Selain pelatihan fisik, kedua negara juga dilaporkan saling berbagi data intelijen mengenai performa senjata buatan Barat. Mereka sangat tertarik membedah kemampuan alutsista Amerika Serikat dan Eropa yang saat ini digunakan oleh militer Ukraina.
Beberapa jenis persenjataan Barat yang menjadi fokus perhatian utama mereka adalah:
- Sistem peluncur roket multipel HIMARS buatan Amerika Serikat.
- Sistem pertahanan udara Patriot yang dikenal sangat efektif.
- Kendaraan tempur infanteri Marder kiriman pemerintah Jerman.
- Tank tempur utama (Main Battle Tank) Abrams milik Amerika Serikat.
Data-data mengenai senjata tersebut dikumpulkan untuk memahami kelemahan serta cara efektif guna menangkis serangan di medan tempur. Informasi ini sangat krusial bagi kedua negara dalam memperbarui strategi pertahanan maupun serangan mereka.
Sikap Netral Beijing yang Mulai Diragukan
Selama ini, pemerintah China selalu menegaskan posisi mereka sebagai pihak netral dalam konflik Rusia dan Ukraina. Namun, temuan terbaru ini justru memperkuat dugaan bahwa Beijing memberikan dukungan yang lebih besar dari yang diakui secara resmi.

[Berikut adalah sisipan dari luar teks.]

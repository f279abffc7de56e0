//! Driver CLI for the evalbridge broker.
//!
//! Manages the broker process (`status`, `start`, `stop`, `restart`) and submits scripts read
//! from stdin to a connected host (`eval`). Every command prints a single JSON document.

pub mod cli;
pub mod client;
pub mod commands;
pub mod error;
pub mod lifecycle;
pub mod logging;
pub mod output;
pub mod selection;
use std::io;
use std::path::Path;

use anyhow::{Context, Result};

pub fn write(path: &Path, pid: u32) -> Result<()> {
	if let Some(parent) = path.parent() {
		if !parent.as_os_str().is_empty() && !parent.exists() {
			std::fs::create_dir_all(parent)
				.with_context(|| format!("Failed to create pid file directory: {}", parent.display()))?;
		}
	}
	std::fs::write(path, format!("{pid}\n"))
		.with_context(|| format!("Failed to write pid file: {}", path.display()))
}

/// Process id recorded at `path`, if the file exists and holds one.
pub fn read(path: &Path) -> Option<u32> {
	std::fs::read_to_string(path).ok()?.trim().parse::<u32>().ok()
}

/// Removes the pid file. A missing file is not an error.
pub fn remove(path: &Path) -> io::Result<()> {
	match std::fs::remove_file(path) {
		Err(err) if err.kind() == io::ErrorKind::NotFound => Ok(()),
		other => other,
	}
}
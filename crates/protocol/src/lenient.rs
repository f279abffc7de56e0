//! Field decoders that never fail on a wrong JSON type.
//!
//! Peers are scripts running in someone else's runtime, so a field with an unexpected type is
//! treated like an absent one instead of rejecting the whole frame.

use serde::{Deserialize, Deserializer};
use serde_json::Value;

/// Keeps non-empty strings, drops everything else.
pub(crate) fn non_empty_string<'de, D>(deserializer: D) -> Result<Option<String>, D::Error>
where
	D: Deserializer<'de>,
{
	Ok(match Value::deserialize(deserializer)? {
		Value::String(text) if !text.is_empty() => Some(text),
		_ => None,
	})
}

/// Like [`non_empty_string`] but yields an empty string instead of `None`.
pub(crate) fn text<'de, D>(deserializer: D) -> Result<String, D::Error>
where
	D: Deserializer<'de>,
{
	non_empty_string(deserializer).map(Option::unwrap_or_default)
}

/// Request ids: strings as-is, scalars and composites in their JSON text form.
pub(crate) fn loose_id<'de, D>(deserializer: D) -> Result<Option<String>, D::Error>
where
	D: Deserializer<'de>,
{
	Ok(match Value::deserialize(deserializer)? {
		Value::Null => None,
		Value::String(text) if text.is_empty() => None,
		Value::String(text) => Some(text),
		other => Some(other.to_string()),
	})
}

/// Same as [`loose_id`], empty when absent.
pub(crate) fn loose_id_text<'de, D>(deserializer: D) -> Result<String, D::Error>
where
	D: Deserializer<'de>,
{
	loose_id(deserializer).map(Option::unwrap_or_default)
}

/// Truthiness of an arbitrary JSON value.
pub(crate) fn truthy<'de, D>(deserializer: D) -> Result<bool, D::Error>
where
	D: Deserializer<'de>,
{
	Ok(match Value::deserialize(deserializer)? {
		Value::Null => false,
		Value::Bool(flag) => flag,
		Value::Number(number) => number.as_f64().is_some_and(|n| n != 0.0 && !n.is_nan()),
		Value::String(text) => !text.is_empty(),
		Value::Array(_) | Value::Object(_) => true,
	})
}

/// Distinguishes an explicit `null` from an absent field (the latter hits `#[serde(default)]`).
pub(crate) fn present<'de, D>(deserializer: D) -> Result<Option<Value>, D::Error>
where
	D: Deserializer<'de>,
{
	Value::deserialize(deserializer).map(Some)
}

/// Captured log lines; anything but an array decodes as no lines.
pub(crate) fn log_lines<'de, D>(deserializer: D) -> Result<Vec<Value>, D::Error>
where
	D: Deserializer<'de>,
{
	Ok(match Value::deserialize(deserializer)? {
		Value::Array(lines) => lines,
		_ => Vec::new(),
	})
}
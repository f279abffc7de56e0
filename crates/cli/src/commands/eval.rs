use std::time::Duration;

use evalbridge_protocol::EvalRequest;
use tokio::io::AsyncReadExt;
use tracing::{debug, warn};

use crate::cli::EvalArgs;
use crate::client::{BrokerClient, unique_id};
use crate::error::Result;
use crate::lifecycle::Daemon;
use crate::output::{EvalOutput, print_json};
use crate::selection::resolve_client;

/// Upper bound on waiting for the host, above the broker's own request deadline.
pub const EVAL_TIMEOUT: Duration = Duration::from_secs(35);

pub async fn run(daemon: &Daemon, args: EvalArgs) -> Result<bool> {
	let script = read_stdin().await;
	let output = evaluate(daemon, &script, args.client.as_deref(), EVAL_TIMEOUT).await?;
	print_json(&output)?;
	Ok(output.ok)
}

/// Ensures a broker is running and evaluates `script` on the selected host.
///
/// Only lifecycle failures are errors; everything that happens once a broker is up ends in an
/// [`EvalOutput`].
pub async fn evaluate(daemon: &Daemon, script: &str, requested: Option<&str>, timeout: Duration) -> Result<EvalOutput> {
	let status = daemon.ensure_running().await?;
	if let Err(err) = resolve_client(&status.clients, requested) {
		return Ok(EvalOutput::local_failure("Error", err.to_string()));
	}

	match tokio::time::timeout(timeout, submit(daemon.port(), script, requested)).await {
		Ok(Ok(output)) => Ok(output),
		Ok(Err(err)) => {
			debug!(target = "evalbridge.cli", error = %err, "eval socket failed");
			Ok(EvalOutput::local_failure("Error", "eval socket closed"))
		}
		Err(_) => Ok(EvalOutput::local_failure("TimeoutError", "eval request timed out")),
	}
}

/// Re-resolves the target on a fresh status snapshot, then sends the request on the same socket.
async fn submit(port: u16, script: &str, requested: Option<&str>) -> Result<EvalOutput> {
	let mut client = BrokerClient::connect(port).await?;
	let status = client.status().await?;
	let client_id = match resolve_client(&status.clients, requested) {
		Ok(client_id) => client_id,
		Err(err) => {
			client.close().await;
			return Ok(EvalOutput::local_failure("Error", err.to_string()));
		}
	};

	let request = EvalRequest::new(unique_id("eval"), Some(client_id), script);
	let response = client.eval(request).await?;
	client.close().await;
	Ok(EvalOutput::from(response))
}

async fn read_stdin() -> String {
	let mut script = String::new();
	if let Err(err) = tokio::io::stdin().read_to_string(&mut script).await {
		warn!(target = "evalbridge.cli", error = %err, "failed to read script from stdin");
		script.clear();
	}
	script
}
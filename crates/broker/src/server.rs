//! WebSocket transport around the [`Broker`] state machine.
//!
//! Every socket gets a reader task and a writer task. Readers forward frames into one event loop
//! that owns the broker, so broker state is never shared between tasks. Writers drain a
//! per-connection outbox the event loop pushes into.

use std::collections::HashMap;
use std::future::Future;
use std::net::SocketAddr;
use std::sync::Arc;
use std::sync::atomic::{AtomicU64, Ordering};

use anyhow::{Context, Result};
use axum::Router;
use axum::extract::State;
use axum::extract::ws::rejection::WebSocketUpgradeRejection;
use axum::extract::ws::{CloseFrame, Message, WebSocket, WebSocketUpgrade};
use axum::response::{IntoResponse, Response};
use evalbridge_protocol::BANNER;
use futures::{SinkExt, StreamExt};
use tokio::net::TcpListener;
use tokio::sync::mpsc;
use tokio_stream::wrappers::UnboundedReceiverStream;
use tracing::{debug, info, warn};

use crate::clock::{DeadlineKey, TokioClock};
use crate::config::BrokerConfig;
use crate::outbound::Outbound;
use crate::pidfile;
use crate::registry::ConnId;
use crate::router::{Broker, BrokerSettings, Event};

type Outbox = mpsc::UnboundedSender<Message>;

enum LoopMessage {
	Opened { conn: ConnId, outbox: Outbox },
	Frame { conn: ConnId, text: String },
	Closed(ConnId),
}

#[derive(Clone)]
struct Gateway {
	events: mpsc::UnboundedSender<LoopMessage>,
	next_conn: Arc<AtomicU64>,
}

impl Gateway {
	fn next_conn(&self) -> ConnId {
		ConnId::new(self.next_conn.fetch_add(1, Ordering::Relaxed) + 1)
	}
}

/// A bound but not yet serving broker.
pub struct BrokerServer {
	listener: TcpListener,
	config: BrokerConfig,
}

impl BrokerServer {
	pub async fn bind(config: BrokerConfig) -> Result<Self> {
		let addr = config.bind_addr();
		let listener = TcpListener::bind(&addr)
			.await
			.with_context(|| format!("Failed to bind broker to {addr}"))?;
		Ok(Self { listener, config })
	}

	pub fn local_addr(&self) -> Result<SocketAddr> {
		self.listener
			.local_addr()
			.context("Failed to read broker listen address")
	}

	/// Serves until SIGTERM or SIGINT.
	pub async fn run(self) -> Result<()> {
		let stop = shutdown_signal()?;
		self.run_until(stop).await
	}

	/// Serves until `shutdown` completes.
	pub async fn run_until<F>(self, shutdown: F) -> Result<()>
	where
		F: Future<Output = ()> + Send + 'static,
	{
		let addr = self.local_addr()?;
		let (events_tx, events_rx) = mpsc::unbounded_channel();
		let (fired_tx, fired_rx) = mpsc::unbounded_channel();

		let settings = BrokerSettings {
			request_timeout: self.config.request_timeout,
			process_id: std::process::id(),
		};
		let broker = Broker::new(settings, TokioClock::new(fired_tx));
		let event_loop = tokio::spawn(run_event_loop(broker, events_rx, fired_rx));

		let gateway = Gateway {
			events: events_tx,
			next_conn: Arc::new(AtomicU64::new(0)),
		};
		let app = Router::new().fallback(accept).with_state(gateway);

		if let Some(path) = &self.config.pid_file {
			pidfile::write(path, std::process::id())?;
		}
		info!(target = "evalbridge.server", %addr, timeout_ms = self.config.request_timeout.as_millis() as u64, "broker listening");

		let served = axum::serve(self.listener, app.into_make_service())
			.with_graceful_shutdown(shutdown)
			.await
			.context("Broker server error");

		event_loop.abort();
		if let Some(path) = &self.config.pid_file {
			if let Err(err) = pidfile::remove(path) {
				warn!(target = "evalbridge.server", path = %path.display(), error = %err, "failed to remove pid file");
			}
		}
		info!(target = "evalbridge.server", "broker stopped");
		served
	}
}

#[cfg(unix)]
fn shutdown_signal() -> Result<impl Future<Output = ()> + Send + 'static> {
	use tokio::signal::unix::{SignalKind, signal};

	let mut sigterm = signal(SignalKind::terminate()).context("Failed to install SIGTERM handler")?;
	let mut sigint = signal(SignalKind::interrupt()).context("Failed to install SIGINT handler")?;
	Ok(async move {
		tokio::select! {
			_ = sigterm.recv() => info!(target = "evalbridge.server", "received SIGTERM, shutting down"),
			_ = sigint.recv() => info!(target = "evalbridge.server", "received SIGINT, shutting down"),
		}
	})
}

#[cfg(not(unix))]
fn shutdown_signal() -> Result<impl Future<Output = ()> + Send + 'static> {
	Ok(async {
		if tokio::signal::ctrl_c().await.is_ok() {
			info!(target = "evalbridge.server", "received Ctrl+C, shutting down");
		}
	})
}

/// Upgrades WebSocket requests; anything else gets the plaintext banner.
async fn accept(
	State(gateway): State<Gateway>,
	upgrade: Result<WebSocketUpgrade, WebSocketUpgradeRejection>,
) -> Response {
	match upgrade {
		Ok(ws) => ws.on_upgrade(move |socket| serve_socket(socket, gateway)),
		Err(_) => BANNER.into_response(),
	}
}

async fn serve_socket(socket: WebSocket, gateway: Gateway) {
	let conn = gateway.next_conn();
	let (outbox, outbox_rx) = mpsc::unbounded_channel();
	if gateway
		.events
		.send(LoopMessage::Opened { conn, outbox })
		.is_err()
	{
		return;
	}

	let (mut ws_tx, mut ws_rx) = socket.split();
	let mut outbox_rx = UnboundedReceiverStream::new(outbox_rx);
	let writer = tokio::spawn(async move {
		while let Some(message) = outbox_rx.next().await {
			let closing = matches!(message, Message::Close(_));
			if ws_tx.send(message).await.is_err() || closing {
				break;
			}
		}
	});

	while let Some(message) = ws_rx.next().await {
		let text = match message {
			Ok(Message::Text(text)) => text.as_str().to_owned(),
			Ok(Message::Binary(bytes)) => match String::from_utf8(bytes.to_vec()) {
				Ok(text) => text,
				Err(_) => {
					debug!(target = "evalbridge.server", %conn, "dropping non-utf8 binary frame");
					continue;
				}
			},
			Ok(Message::Close(_)) => break,
			Ok(_) => continue,
			Err(err) => {
				debug!(target = "evalbridge.server", %conn, error = %err, "websocket error");
				break;
			}
		};
		if gateway.events.send(LoopMessage::Frame { conn, text }).is_err() {
			break;
		}
	}

	let _ = gateway.events.send(LoopMessage::Closed(conn));
	writer.abort();
}

async fn run_event_loop(
	mut broker: Broker<TokioClock>,
	mut inbound: mpsc::UnboundedReceiver<LoopMessage>,
	mut fired: mpsc::UnboundedReceiver<DeadlineKey>,
) {
	let mut outboxes: HashMap<ConnId, Outbox> = HashMap::new();

	loop {
		let event = tokio::select! {
			message = inbound.recv() => match message {
				Some(LoopMessage::Opened { conn, outbox }) => {
					outboxes.insert(conn, outbox);
					Event::Opened(conn)
				}
				Some(LoopMessage::Frame { conn, text }) => Event::Frame { conn, text },
				Some(LoopMessage::Closed(conn)) => {
					outboxes.remove(&conn);
					Event::Closed(conn)
				}
				None => break,
			},
			Some(key) = fired.recv() => Event::DeadlineFired(key),
		};

		for outbound in broker.handle(event) {
			deliver(&mut outboxes, outbound);
		}
	}
}

fn deliver(outboxes: &mut HashMap<ConnId, Outbox>, outbound: Outbound) {
	match outbound {
		Outbound::Send { to, frame } => {
			let Some(outbox) = outboxes.get(&to) else {
				debug!(target = "evalbridge.server", conn = %to, "dropping frame for closed connection");
				return;
			};
			match frame.to_text() {
				Ok(text) => {
					let _ = outbox.send(Message::Text(text.into()));
				}
				Err(err) => warn!(target = "evalbridge.server", conn = %to, error = %err, "failed to encode frame"),
			}
		}
		Outbound::Close { conn, reason } => {
			if let Some(outbox) = outboxes.remove(&conn) {
				let _ = outbox.send(Message::Close(Some(CloseFrame {
					code: reason.code(),
					reason: reason.message().into(),
				})));
			}
		}
	}
}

Negara-negara Barat telah berulang kali melayangkan kritik keras terhadap kebijakan perdagangan China. Beijing diketahui tetap memasok komponen "dual-use" atau barang yang bisa digunakan untuk kepentingan sipil maupun militer ke Rusia.
Daftar barang kebutuhan ganda yang banyak diekspor China ke Rusia meliputi:
| Kategori Barang | Kegunaan Militer Potensial |
|---|---|
| Semikonduktor | Sistem kendali senjata dan navigasi drone. |
| Motor Listrik Kecil | Penggerak mesin drone dan perangkat elektronik tempur. |
| Komponen Elektronik | Perbaikan sistem komunikasi dan radar militer. |
Tabel di atas merangkum jenis barang yang dikirim China dan kontribusinya terhadap kemampuan industri pertahanan Rusia. Hal inilah yang memicu kekhawatiran global mengenai peran terselubung China dalam memperpanjang konflik di Ukraina.
Sejak invasi besar-besaran dimulai pada tahun 2022, Beijing memang menolak untuk mengecam tindakan militer Moskwa. Di sisi lain, Rusia kini sangat bergantung pada China sebagai pasar utama ekspor minyak mereka akibat sanksi ekonomi Barat.
Ketergantungan ekonomi dan dukungan militer yang semakin terbuka ini menciptakan blok kekuatan baru di panggung geopolitik. Hubungan yang kian mesra antara Vladimir Putin dan Xi Jinping diprediksi akan terus menjadi tantangan besar bagi stabilitas keamanan global.